◆ **Exercise goal**
What you return must match the records exactly, line for line.

◆ **Record extracts**
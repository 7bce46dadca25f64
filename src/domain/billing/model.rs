//! Billing ledger types

use chrono::{DateTime, Utc};
use rust_decimal::Decimal;
use serde::Serialize;

/// Price of an amount of energy at a unit rate plus percentage tax.
#[derive(Debug, Clone, Copy, PartialEq, Eq, Serialize)]
pub struct Charge {
    pub energy_cost: Decimal,
    pub tax_amount: Decimal,
    pub total: Decimal,
}

impl Charge {
    pub const ZERO: Charge = Charge {
        energy_cost: Decimal::ZERO,
        tax_amount: Decimal::ZERO,
        total: Decimal::ZERO,
    };

    /// `cost = kwh * rate`, `tax = cost * pct / 100`, `total = cost + tax`.
    /// Non-positive energy is never charged.
    pub fn compute(energy_kwh: Decimal, unit_rate: Decimal, tax_rate_percent: Decimal) -> Self {
        if energy_kwh <= Decimal::ZERO {
            return Self::ZERO;
        }
        let energy_cost = energy_kwh * unit_rate;
        let tax_amount = energy_cost * tax_rate_percent / Decimal::ONE_HUNDRED;
        Self {
            energy_cost,
            tax_amount,
            total: energy_cost + tax_amount,
        }
    }
}

/// Where the polling path last stopped billing a transaction.
#[derive(Debug, Clone, PartialEq, Serialize)]
pub struct BillingCheckpoint {
    pub transaction_id: i32,
    pub last_billed_at: DateTime<Utc>,
    pub last_billed_energy_wh: Decimal,
}

impl BillingCheckpoint {
    pub fn new(transaction_id: i32, last_billed_at: DateTime<Utc>, last_billed_energy_wh: Decimal) -> Self {
        Self {
            transaction_id,
            last_billed_at,
            last_billed_energy_wh,
        }
    }
}

/// One billed interval. Rows are append-only and never overlap per
/// transaction.
#[derive(Debug, Clone, PartialEq, Serialize)]
pub struct CostEntry {
    pub transaction_id: i32,
    /// End of the billed interval
    pub timestamp: DateTime<Utc>,
    pub energy_kwh: Decimal,
    pub tax_amount: Decimal,
    pub total_amount: Decimal,
}

/// Balance and flat unit rate for an account, read fresh per evaluation.
#[derive(Debug, Clone, Copy, PartialEq, Eq, Serialize)]
pub struct WalletSnapshot {
    pub balance: Decimal,
    pub unit_rate: Decimal,
}

impl WalletSnapshot {
    pub fn new(balance: Decimal, unit_rate: Decimal) -> Self {
        Self { balance, unit_rate }
    }
}
//! SeaORM implementation of MeterReadingRepository

use async_trait::async_trait;
use chrono::{DateTime, Utc};
use sea_orm::{
    ActiveModelTrait, ColumnTrait, DatabaseConnection, EntityTrait, QueryFilter, QueryOrder,
    NotSet, Set,
};

use super::db_err;
use crate::domain::{ConnectorRef, DomainResult, MeterReadingRepository, MeterSample};
use crate::infrastructure::database::entities::meter_value;

pub struct SeaOrmMeterValueRepository {
    db: DatabaseConnection,
}

impl SeaOrmMeterValueRepository {
    pub fn new(db: DatabaseConnection) -> Self {
        Self { db }
    }

    fn for_connector(connector: &ConnectorRef) -> sea_orm::Select<meter_value::Entity> {
        meter_value::Entity::find()
            .filter(meter_value::Column::ChargeBoxId.eq(connector.charge_box_id.as_str()))
            .filter(meter_value::Column::ConnectorId.eq(connector.connector_id as i32))
    }
}

fn model_to_domain(m: meter_value::Model) -> MeterSample {
    MeterSample::new(
        ConnectorRef::new(m.charge_box_id, m.connector_id as u32),
        m.timestamp,
        m.energy_wh,
    )
}

#[async_trait]
impl MeterReadingRepository for SeaOrmMeterValueRepository {
    async fn append(&self, sample: MeterSample) -> DomainResult<()> {
        let model = meter_value::ActiveModel {
            id: NotSet,
            charge_box_id: Set(sample.connector.charge_box_id),
            connector_id: Set(sample.connector.connector_id as i32),
            timestamp: Set(sample.timestamp),
            energy_wh: Set(sample.energy_wh),
        };
        model.insert(&self.db).await.map_err(db_err)?;
        Ok(())
    }

    async fn latest_at_or_before(
        &self,
        connector: &ConnectorRef,
        at: DateTime<Utc>,
    ) -> DomainResult<Option<MeterSample>> {
        let model = Self::for_connector(connector)
            .filter(meter_value::Column::Timestamp.lte(at))
            .order_by_desc(meter_value::Column::Timestamp)
            .order_by_desc(meter_value::Column::Id)
            .one(&self.db)
            .await
            .map_err(db_err)?;
        Ok(model.map(model_to_domain))
    }

    async fn readings_between(
        &self,
        connector: &ConnectorRef,
        from: DateTime<Utc>,
        to: DateTime<Utc>,
    ) -> DomainResult<Vec<MeterSample>> {
        let models = Self::for_connector(connector)
            .filter(meter_value::Column::Timestamp.gt(from))
            .filter(meter_value::Column::Timestamp.lte(to))
            .order_by_asc(meter_value::Column::Timestamp)
            .order_by_asc(meter_value::Column::Id)
            .all(&self.db)
            .await
            .map_err(db_err)?;
        Ok(models.into_iter().map(model_to_domain).collect())
    }
}
//! Charge point connection handle

use chrono::{DateTime, Utc};
use tokio::sync::mpsc;

/// Outbound side of an active charge point connection.
#[derive(Debug)]
pub struct Connection {
    pub charge_point_id: String,
    /// Frames queued here are written to the socket by the transport task
    pub sender: mpsc::UnboundedSender<String>,
    pub connected_at: DateTime<Utc>,
    pub last_activity: DateTime<Utc>,
}

impl Connection {
    pub fn new(charge_point_id: impl Into<String>, sender: mpsc::UnboundedSender<String>) -> Self {
        let now = Utc::now();
        Self {
            charge_point_id: charge_point_id.into(),
            sender,
            connected_at: now,
            last_activity: now,
        }
    }

    pub fn send(&self, message: String) -> Result<(), String> {
        self.sender
            .send(message)
            .map_err(|e| format!("Failed to send message: {}", e))
    }

    pub fn touch(&mut self) {
        self.last_activity = Utc::now();
    }
}

#[cfg(test)]
mod tests {
    use super::*;

    #[test]
    fn send_delivers_frame() {
        let (tx, mut rx) = mpsc::unbounded_channel();
        let conn = Connection::new("CP001", tx);
        conn.send("[2,\"1\",\"Heartbeat\",{}]".into()).unwrap();
        assert_eq!(rx.try_recv().unwrap(), "[2,\"1\",\"Heartbeat\",{}]");
    }

    #[test]
    fn send_after_socket_closed_fails() {
        let (tx, rx) = mpsc::unbounded_channel();
        let conn = Connection::new("CP001", tx);
        drop(rx);
        assert!(conn.send("x".into()).is_err());
    }
}
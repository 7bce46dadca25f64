//! Inbound interfaces: the OCPP WebSocket endpoint and the HTTP API

pub mod http;
pub mod ws;

pub use http::{create_api_router, ApiState};
pub use ws::OcppServer;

◆ **Result of the exercise**
repository 7bce46dadca25f64
filename src/domain/billing/model.rs
//! Billing ledger types

use chrono::{DateTime, Utc};
use rust_decimal::Decimal;
use serde::Serialize;

/// Price of an amount of energy at a unit rate plus percentage tax.
#[derive(Debug, Clone, Copy, PartialEq, Eq, Serialize)]
pub struct Charge {
    pub energy_cost: Decimal,
    pub tax_amount: Decimal,
    pub total: Decimal,
}

impl Charge {
    pub const ZERO: Charge = Charge {
        energy_cost: Decimal::ZERO,
        tax_amount: Decimal::ZERO,
        total: Decimal::ZERO,
    };

    /// `cost = kwh * rate`, `tax = cost * pct / 100`, `total = cost + tax`.
    /// Non-positive energy is never charged.
    pub fn compute(energy_kwh: Decimal, unit_rate: Decimal, tax_rate_percent: Decimal) -> Self {
        if energy_kwh <= Decimal::ZERO {
            return Self::ZERO;
        }
        let energy_cost = energy_kwh * unit_rate;
        let tax_amount = energy_cost * tax_rate_percent / Decimal::ONE_HUNDRED;
        Self {
            energy_cost,
            tax_amount,
            total: energy_cost + tax_amount,
        }
    }
}

/// Where the polling path last stopped billing a transaction.
#[derive(Debug, Clone, PartialEq, Serialize)]
pub struct BillingCheckpoint {
    pub transaction_id: i32,
    pub last_billed_at: DateTime<Utc>,
    pub last_billed_energy_wh: Decimal,
}

impl BillingCheckpoint {
    pub fn new(transaction_id: i32, last_billed_at: DateTime<Utc>, last_billed_energy_wh: Decimal) -> Self {
        Self {
            transaction_id,
            last_billed_at,
            last_billed_energy_wh,
        }
    }
}

/// One billed interval. Rows are append-only and never overlap per
/// transaction.
#[derive(Debug, Clone, PartialEq, Serialize)]
pub struct CostEntry {
    pub transaction_id: i32,
    /// End of the billed interval
    pub timestamp: DateTime<Utc>,
    pub energy_kwh: Decimal,
    pub tax_amount: Decimal,
    pub total_amount: Decimal,
}

/// Balance and flat unit rate for an account, read fresh per evaluation.
#[derive(Debug, Clone, Copy, PartialEq, Eq, Serialize)]
pub struct WalletSnapshot {
    pub balance: Decimal,
    pub unit_rate: Decimal,
}

impl WalletSnapshot {
    pub fn new(balance: Decimal, unit_rate: Decimal) -> Self {
        Self { balance, unit_rate }
    }
}
//! SeaORM implementation of MeterReadingRepository

use async_trait::async_trait;
use chrono::{DateTime, Utc};
use sea_orm::{
    ActiveModelTrait, ColumnTrait, DatabaseConnection, EntityTrait, QueryFilter, QueryOrder,
    NotSet, Set,
};

use super::db_err;
use crate::domain::{ConnectorRef, DomainResult, MeterReadingRepository, MeterSample};
use crate::infrastructure::database::entities::meter_value;

pub struct SeaOrmMeterValueRepository {
    db: DatabaseConnection,
}

impl SeaOrmMeterValueRepository {
    pub fn new(db: DatabaseConnection) -> Self {
        Self { db }
    }

    fn for_connector(connector: &ConnectorRef) -> sea_orm::Select<meter_value::Entity> {
        meter_value::Entity::find()
            .filter(meter_value::Column::ChargeBoxId.eq(connector.charge_box_id.as_str()))
            .filter(meter_value::Column::ConnectorId.eq(connector.connector_id as i32))
    }
}

fn model_to_domain(m: meter_value::Model) -> MeterSample {
    MeterSample::new(
        ConnectorRef::new(m.charge_box_id, m.connector_id as u32),
        m.timestamp,
        m.energy_wh,
    )
}

#[async_trait]
impl MeterReadingRepository for SeaOrmMeterValueRepository {
    async fn append(&self, sample: MeterSample) -> DomainResult<()> {
        let model = meter_value::ActiveModel {
            id: NotSet,
            charge_box_id: Set(sample.connector.charge_box_id),
            connector_id: Set(sample.connector.connector_id as i32),
            timestamp: Set(sample.timestamp),
            energy_wh: Set(sample.energy_wh),
        };
        model.insert(&self.db).await.map_err(db_err)?;
        Ok(())
    }

    async fn latest_at_or_before(
        &self,
        connector: &ConnectorRef,
        at: DateTime<Utc>,
    ) -> DomainResult<Option<MeterSample>> {
        let model = Self::for_connector(connector)
            .filter(meter_value::Column::Timestamp.lte(at))
            .order_by_desc(meter_value::Column::Timestamp)
            .order_by_desc(meter_value::Column::Id)
            .one(&self.db)
            .await
            .map_err(db_err)?;
        Ok(model.map(model_to_domain))
    }

    async fn readings_between(
        &self,
        connector: &ConnectorRef,
        from: DateTime<Utc>,
        to: DateTime<Utc>,
    ) -> DomainResult<Vec<MeterSample>> {
        let models = Self::for_connector(connector)
            .filter(meter_value::Column::Timestamp.gt(from))
            .filter(meter_value::Column::Timestamp.lte(to))
            .order_by_asc(meter_value::Column::Timestamp)
            .order_by_asc(meter_value::Column::Id)
            .all(&self.db)
            .await
            .map_err(db_err)?;
        Ok(models.into_iter().map(model_to_domain).collect())
    }
}
//! Charge point connection handle

use chrono::{DateTime, Utc};
use tokio::sync::mpsc;

/// Outbound side of an active charge point connection.
#[derive(Debug)]
pub struct Connection {
    pub charge_point_id: String,
    /// Frames queued here are written to the socket by the transport task
    pub sender: mpsc::UnboundedSender<String>,
    pub connected_at: DateTime<Utc>,
    pub last_activity: DateTime<Utc>,
}

impl Connection {
    pub fn new(charge_point_id: impl Into<String>, sender: mpsc::UnboundedSender<String>) -> Self {
        let now = Utc::now();
        Self {
            charge_point_id: charge_point_id.into(),
            sender,
            connected_at: now,
            last_activity: now,
        }
    }

    pub fn send(&self, message: String) -> Result<(), String> {
        self.sender
            .send(message)
            .map_err(|e| format!("Failed to send message: {}", e))
    }

    pub fn touch(&mut self) {
        self.last_activity = Utc::now();
    }
}

#[cfg(test)]
mod tests {
    use super::*;

    #[test]
    fn send_delivers_frame() {
        let (tx, mut rx) = mpsc::unbounded_channel();
        let conn = Connection::new("CP001", tx);
        conn.send("[2,\"1\",\"Heartbeat\",{}]".into()).unwrap();
        assert_eq!(rx.try_recv().unwrap(), "[2,\"1\",\"Heartbeat\",{}]");
    }

    #[test]
    fn send_after_socket_closed_fails() {
        let (tx, rx) = mpsc::unbounded_channel();
        let conn = Connection::new("CP001", tx);
        drop(rx);
        assert!(conn.send("x".into()).is_err());
    }
}
repository 7bce46dadca25f64
//! Inbound interfaces: the OCPP WebSocket endpoint and the HTTP API

pub mod http;
pub mod ws;

pub use http::{create_api_router, ApiState};
pub use ws::OcppServer;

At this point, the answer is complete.